Let's say Indiana someday gets serious about passenger rail and makes the revival of the Hoosier State a priority. If such should ever come true, the train should not return in its most recent form (a corridor train to fill in the gaps in a LD train's schedule, as the service had a poor schedule, which was a major factor in limiting ridership, resulting in the train's discontinuance). Instead, it should return as a twice daily service between CHI-IND with a schedule independent of that of the _Cardinal_. In addition, one RT should continue on to CIN, and the other to Louisville, Nashville, and Atlanta. If the Cardinal ever goes daily in conjunction with this, that would mean three daily RT's between CHI-IND, and two between CHI-CIN. Yes, I know this will probably never happen. That's why I said "theoretical."


----------



## sttom (Nov 1, 2020)

Personally I would recommend 4x daily just so the route is more useful considering the distance between Chicago and Indianapolis is 196 miles which could be done in 3 hours if there were serious about getting the track up to 60 mph condition. 

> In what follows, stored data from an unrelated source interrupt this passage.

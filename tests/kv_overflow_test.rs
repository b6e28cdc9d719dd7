//! Records above the provider limit round-trip through blob storage and
//! are verified against their checksum on the way back.

use polystore::engine::adapter::{FsKvStore, FsObjectStore, ObjectStore};
use polystore::engine::overflow::OVERFLOW_PREFIX;
use polystore::{DataEngine, EngineError, ModelMeta, QueryBuilder, ReadOptions, Record, RequestContext};
use serde_json::{json, Value};
use std::sync::Arc;

fn engine(dir: &std::path::Path) -> Result<(DataEngine, Arc<FsObjectStore>), Box<dyn std::error::Error>> {
    let kv = FsKvStore::open(&dir.join("kv"))?.with_limit(512);
    let blobs = Arc::new(FsObjectStore::open(&dir.join("blobs"))?);
    let engine = DataEngine::builder().keyvalue(Arc::new(kv), blobs.clone()).build();
    engine.register_model(ModelMeta::keyvalue("Document", "documents"))?;
    Ok((engine, blobs))
}

fn large_document() -> Record {
    json!({ "id": "doc-1", "title": "report", "body": "x".repeat(4096) })
        .as_object()
        .cloned()
        .unwrap_or_default()
}

#[test]
fn test_overflow_round_trip() -> Result<(), Box<dyn std::error::Error>> {
    let dir = tempfile::tempdir()?;
    let (engine, blobs) = engine(dir.path())?;
    let ctx = RequestContext::for_tenant("t1", "alice");

    engine.create("Document", large_document(), &ctx)?;
    assert_eq!(blobs.list(OVERFLOW_PREFIX)?.len(), 1);

    let found = engine
        .read_one("Document", QueryBuilder::new().eq("id", "doc-1"), &ReadOptions::new(), &ctx)?
        .ok_or("document missing")?;
    assert_eq!(found["body"].as_str().map(str::len), Some(4096));
    assert_eq!(found["title"], "report");

    // Filters see the hydrated record, not the stub.
    let hits = engine.read("Document", QueryBuilder::new().eq("title", "report"), &ReadOptions::new(), &ctx)?;
    assert_eq!(hits.len(), 1);
    Ok(())
}

#[test]
fn test_corrupted_blob_is_an_integrity_error() -> Result<(), Box<dyn std::error::Error>> {
    let dir = tempfile::tempdir()?;
    let (engine, blobs) = engine(dir.path())?;
    let ctx = RequestContext::for_tenant("t1", "alice");
    engine.create("Document", large_document(), &ctx)?;

    let key = blobs.list(OVERFLOW_PREFIX)?.pop().ok_or("no blob written")?;
    blobs.put(&key, br#"{"id":"doc-1","body":"tampered"}"#)?;

    let err = engine
        .read("Document", QueryBuilder::new(), &ReadOptions::new(), &ctx)
        .err()
        .ok_or("read of a corrupted blob succeeded")?;
    assert!(matches!(err, EngineError::Integrity(_)), "got {:?}", err);
    Ok(())
}

#[test]
fn test_small_records_stay_inline() -> Result<(), Box<dyn std::error::Error>> {
    let dir = tempfile::tempdir()?;
    let (engine, blobs) = engine(dir.path())?;
    let ctx = RequestContext::for_tenant("t1", "alice");

    let small = json!({ "title": "memo" }).as_object().cloned().unwrap_or_default();
    let created = engine.create("Document", small, &ctx)?;
    assert!(matches!(created.get("id"), Some(Value::String(_))));
    assert!(blobs.list(OVERFLOW_PREFIX)?.is_empty());
    Ok(())
}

If we were to get more funding for Amtrak, I personally thing any planned route that serves 3 states should be a national concern anyways. Since there really isn't a way you can say a train running through and serving 3 states isn't an interstate service.


----------



## MikefromCrete (Nov 1, 2020)

You whole premise breaks down with "Let's say Indiana someday gets serious about passenger rail."


----------



## Dakota 400 (Nov 1, 2020)

MikefromCrete said:


> You whole premise breaks down with "Let's say Indiana someday gets serious about passenger rail."



Don't disagree with your post, but "getting serious" seems to depend on several factors, one of which is the State's leadership and what they believe to be in the best interest of the State. Ohio was "getting serious" for 2-4 years until an election caused a new Administration to arrive in Columbus. Had the previous Administration been returned to Office, I do believe some form of intercity rail service within my State would have happened.


----------



## west point (Nov 2, 2020)

But an expensive upgrade of the tracks are needed to get travel time under 3 hours. Of course a big help would be Amtracks south of the Lake into CHI.


----------



## Seaboard92 (Nov 11, 2020)

South of th eLake would actually have no benefit to the Hoosier State/Cardinal at all. It's a completely different approach to Chicago. 

Atlanta-Chicago could probably be a stand alone train without state funds being needed. That should be over 750 miles.


----------



## neroden (Nov 11, 2020)

MikefromCrete said:


> You whole premise breaks down with "Let's say Indiana someday gets serious about passenger rail."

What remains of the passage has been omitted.